The content originally appeared on: News Americas Now

Black Immigrant Daily News

The content originally appeared on: Caribbean News Service

The International Panel on Climate Change (IPCC), the world’s foremost climate science body convened by the United Nations, has released the Synthesis Report of its 6th Assessment Cycle in which it reveals a rapidly closing window for a sustainable future particularly for vulnerable small island developing States (SIDS). Assessments found that beyond a global warming threshold of 1.5?C, islands will have significantly increased difficulty adapting to climate change impacts.
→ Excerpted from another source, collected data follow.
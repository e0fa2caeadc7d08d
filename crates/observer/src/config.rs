use std::path::PathBuf;
use std::time::Duration;
use thiserror::Error;
use url::Url;

/// Default dataset file name.
pub const DEFAULT_OUTPUT_FILE: &str = "block_analysis.json";
/// Default mempool TTL in seconds.
pub const DEFAULT_MEMPOOL_TTL_SECS: u64 = 180;
/// Default capture-rate threshold percentage for persisting a block.
pub const DEFAULT_CAPTURE_THRESHOLD: f64 = 70.0;
/// Default pause between capture ticks, milliseconds.
pub const DEFAULT_TICK_INTERVAL_MS: u64 = 1_000;
/// Default delay between sequential endpoint retries, milliseconds.
pub const DEFAULT_RETRY_DELAY_MS: u64 = 100;

/// Runtime configuration of the capture pipeline.
#[derive(Debug, Clone)]
pub struct ObserverConfig {
    /// Ordered node endpoints; the first is the primary for one-shot
    /// queries.
    pub endpoints: Vec<Url>,
    /// Dataset file path.
    pub output: PathBuf,
    /// How long an unseen mempool entry survives before eviction.
    pub mempool_ttl: Duration,
    /// Minimum capture rate (percent) for persisting a block's economics.
    pub capture_threshold: f64,
    /// Pause between capture ticks.
    pub tick_interval: Duration,
    /// Delay between sequential endpoint retries of a one-shot query.
    pub retry_delay: Duration,
}

impl ObserverConfig {
    /// Configuration with defaults for everything but the endpoint list.
    pub fn new(endpoints: Vec<Url>) -> Self {
        Self {
            endpoints,
            output: PathBuf::from(DEFAULT_OUTPUT_FILE),
            mempool_ttl: Duration::from_secs(DEFAULT_MEMPOOL_TTL_SECS),
            capture_threshold: DEFAULT_CAPTURE_THRESHOLD,
            tick_interval: Duration::from_millis(DEFAULT_TICK_INTERVAL_MS),
            retry_delay: Duration::from_millis(DEFAULT_RETRY_DELAY_MS),
        }
    }

    /// Validate the configuration surface.
    pub fn validate(&self) -> Result<(), ConfigError> {
        if self.endpoints.is_empty() {
            return Err(ConfigError::NoEndpoints);
        }
        if !(0.0..=100.0).contains(&self.capture_threshold) {
            return Err(ConfigError::ThresholdOutOfRange(self.capture_threshold));
        }
        Ok(())
    }
}

/// Errors that can occur during configuration validation.
#[derive(Debug, Error)]
pub enum ConfigError {
    /// No node endpoints were configured.
    #[error("at least one rpc endpoint is required")]
    NoEndpoints,
    /// Capture threshold must be a percentage.
    #[error("capture threshold {0} outside 0..=100")]
    ThresholdOutOfRange(f64),
}

#[cfg(test)]
mod tests {
    use super::*;

    fn endpoint() -> Url {
        Url::parse("http://localhost:8545").unwrap()
    }

    #[test]
    fn defaults_pass_validation() {
        let config = ObserverConfig::new(vec![endpoint()]);
        assert!(config.validate().is_ok());
        assert_eq!(config.mempool_ttl, Duration::from_secs(180));
        assert_eq!(config.capture_threshold, 70.0);
    }

    #[test]
    fn empty_endpoint_list_is_rejected() {
        let config = ObserverConfig::new(Vec::new());
        assert!(matches!(config.validate(), Err(ConfigError::NoEndpoints)));
    }

    #[test]
    fn threshold_must_be_a_percentage() {
        let mut config = ObserverConfig::new(vec![endpoint()]);
        config.capture_threshold = 170.0;
        assert!(matches!(
            config.validate(),
            Err(ConfigError::ThresholdOutOfRange(_))
        ));
    }
}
With limits to adaptation, vulnerable populations will be at risk of more acute “losses and damages” due to more severe and frequent extreme climate-driven events, and slow onset events such as sea level rise, water availability, fisheries yield, agricultural production, disease spread, and economic damages. For SIDS, the strain of coping with the impacts of climate change reduces the availability of financial resources and impedes national economic growth.

“These findings reaffirm, as AOSIS has continuously stated, that keeping 1.5 alive is imperative to the sustainable development of small islands – our citizens who suffer the most from a crisis we did not cause,” stated AOSIS Chair, Ambassador Fatumanava-o-Upolu III Dr. Pa’olelei Luteru. “The women, men, and children of the Pacific and Caribbean islands are disproportionately affected by climate change. SIDS have much lower per capita emissions at 4.6 tCO2e than the global average (6.9 tCO2e). Between 2010 and 2020, deaths from floods, droughts and storms were 15 times higher in highly vulnerable regions. Our people, our economies, our hopes for a better future are being constantly assailed by the actions of the big emitters.”

“While our people are being displaced from their homes and climate commitments go unmet, the fossil fuel industry is enjoying billions in profits. There can be no excuses for this continued lack of action. It was an arduous road to finally achieve an international agreement on establishment of a loss and damage fund – the operationalization of which is still being negotiated – yet this finance is necessitated due to inertia on mitigation. AOSIS is calling on the international community to close the gap and make concerted progress on the work programme for urgently scaling up mitigation ambition and implementation.

The scientific evidence must be an exigent wake-up call for the international community. The forecasted challenges can certainly be avoided. Failure to act is an agreement to consign the people of small island developing states to a dismal future that we do not deserve, one that will have dire ramifications for us all.”